# Is it just me?



## lonelyhusband321 (Feb 18, 2014)

I have been having miserable experiences here lately, from a technology standpoint.

I have trouble logging in, posting and in everything I do.

I have to wait a couple seconds between key strokes or it just simply does not "take". Takes 3 - 4 attempts to log in because some key strokes are ignored...

SUPER frustrating.....


----------



## Cynthia (Jan 31, 2014)

I have the same problems.


----------



## Openminded (Feb 21, 2013)

No, it's not just you. I have experienced those issues too.


----------



## 3putt (Dec 3, 2012)

At least you can log in. I have to use a proxy server and I don't have access to most of the functions, such as the like button, for example.


----------



## Administrator (May 8, 2013)

Can you show me what the site looks like for you on proxy?

Kyle


----------



## 3putt (Dec 3, 2012)

Yungster said:


> Can you show me what the site looks like for you on proxy?
> 
> Kyle


One example...


----------



## lonelyhusband321 (Feb 18, 2014)

Can anything be done? Perhaps a webmaster or whatever can take a look?

For me, personally (not trying to speak for anyone else), I've been pretty inactive of late because of it. Life is demanding, and I simply don't want to spend five minutes to post an otherwise three second post. I'd love to "be there" for people more, but it's just too much of a hassle.


----------



## Administrator (May 8, 2013)

When you get that display if you highlight where the icons should go does it show anything?
Also what proxy are you using?
Kyle


----------



## 3putt (Dec 3, 2012)

Yungster said:


> When you get that display if you highlight where the icons should go does it show anything?
> Also what proxy are you using?
> Kyle


When I posted that screenshot I was using a free proxy but have now paid for a 6 month subscription (just 20 bucks) for a premium proxy service from ibVPN. Everything is now working as it should, but it's a damned shame I have to pay more to even access TAM for 6 months than I pay for an entire year supporting it.

:crazy:


----------



## uhtred (Jun 22, 2016)

Its really bad. I hate to do it, but I've had to use addblock and its much better.


----------



## Cynthia (Jan 31, 2014)

uhtred said:


> Its really bad. I hate to do it, but I've had to use addblock and its much better.
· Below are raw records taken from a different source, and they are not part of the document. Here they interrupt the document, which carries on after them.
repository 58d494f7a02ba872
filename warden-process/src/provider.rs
//! Seams to the embedder's process model

use std::sync::Arc;
use url::Url;
use warden_ipc::ProcessId;

/// A host process able to run workers
pub trait HostProcess: Send + Sync {
    fn id(&self) -> ProcessId;

    /// A worker now depends on this process staying alive
    fn increment_worker_ref_count(&self);

    /// A worker no longer depends on this process
    fn decrement_worker_ref_count(&self);
}

/// Creates and looks up host processes. Only used from the control domain.
#[cfg_attr(test, mockall::automock)]
pub trait ProcessProvider: Send {
    /// Create a fresh process suitable for running `url`
    fn create_process_for_url(&mut self, url: &Url) -> Option<Arc<dyn HostProcess>>;

    /// Launch a freshly created process
    fn init(&mut self, process: &Arc<dyn HostProcess>) -> bool;

    /// An existing live process
    fn lookup_process(&self, process_id: ProcessId) -> Option<Arc<dyn HostProcess>>;
}
//! Background worker registration and lifecycle for Warden
//!
//! A registration binds a URL pattern to a worker script. Registering runs
//! a job that starts the script in a host process, delivers the install
//! and activate events and persists the result. Once active, the version
//! receives fetch and sync events for documents under its pattern.
//!
//! All live objects belong to the core domain task. Clients use the
//! cloneable `ServiceWorkerContext`; the execution host reports back
//! through a `HostEventSink`.

pub mod context;
pub mod embedded_worker;
pub mod error;
pub mod events;
pub mod job;
pub mod mailbox;
pub mod observer;
pub mod registration;
pub mod utils;
pub mod version;

#[cfg(any(test, feature = "testing"))]
pub mod testing;

// Re-export commonly used types
pub use context::{storage_location, ContextCore, HostEventSink, ServiceWorkerContext};
pub use embedded_worker::{EmbeddedWorkerInstance, EmbeddedWorkerStatus};
pub use error::{ServiceWorkerError, ServiceWorkerResult};
pub use events::{ContextEvent, EmbeddedWorkerEvent};
pub use registration::{RegistrationInfo, ServiceWorkerRegistration};
pub use version::{FetchOutcome, ServiceWorkerVersion, VersionInfo, VersionStatus};
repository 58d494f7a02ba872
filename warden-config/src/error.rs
//! Configuration error types

use thiserror::Error;

/// Configuration result type
pub type ConfigResult<T> = Result<T, ConfigError>;

/// Configuration errors
#[derive(Error, Debug)]
pub enum ConfigError {
    /// IO error reading configuration file
    #[error("Failed to read config file: {0}")]
    FileReadError(#[from] std::io::Error),

    /// YAML parsing error
    #[error("Failed to parse config: {0}")]
    ParseError(#[from] serde_yaml::Error),

    /// Environment variable error
    #[error("Environment variable error: {0}")]
    EnvError(String),

    /// Domain-specific configuration error
    #[error("Domain configuration error in {domain}: {message}")]
    DomainError { domain: String, message: String },
}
Since I got an ad blocker, my pages load quickly. Haven't had a problem since.


----------



## uhtred (Jun 22, 2016)

Its really too bad. The site has a right to make money but when they overload on adds, it becomes unusable. 

Add blocker is blocking 22 adds just on this page (!!!). No wonder the site is unusuably slow. 




CynthiaDe said:


> Since I got an ad blocker, my pages load quickly. Haven't had a problem since.


----------



## Administrator (May 8, 2013)

Hey guys,

The text editor should be showing all the edit options now. Is anyone still having issues with that not loading any of the options? If so, please let us know what browser your using.

In regards to site slowness, I know that the creative team has been meeting with the ad team to see if there is a way that they can optimize site speed, but I believe they are still testing before the go ahead and make any of those changes live.

~Sheena


----------



## Cynthia (Jan 31, 2014)

Yungster said:


> Hey guys,
> 
> The text editor should be showing all the edit options now. Is anyone still having issues with that not loading any of the options? If so, please let us know what browser your using.
> 
> ...


I've never had a problem with the text editor and I just checked it. It's still working fine.

I hope the team can come up with a solution. I know the site needs to make money to survive.


----------



## Administrator (May 8, 2013)

CynthiaDe said:


> I hope the team can come up with a solution.


I completely agree with you. 

~Sheena


----------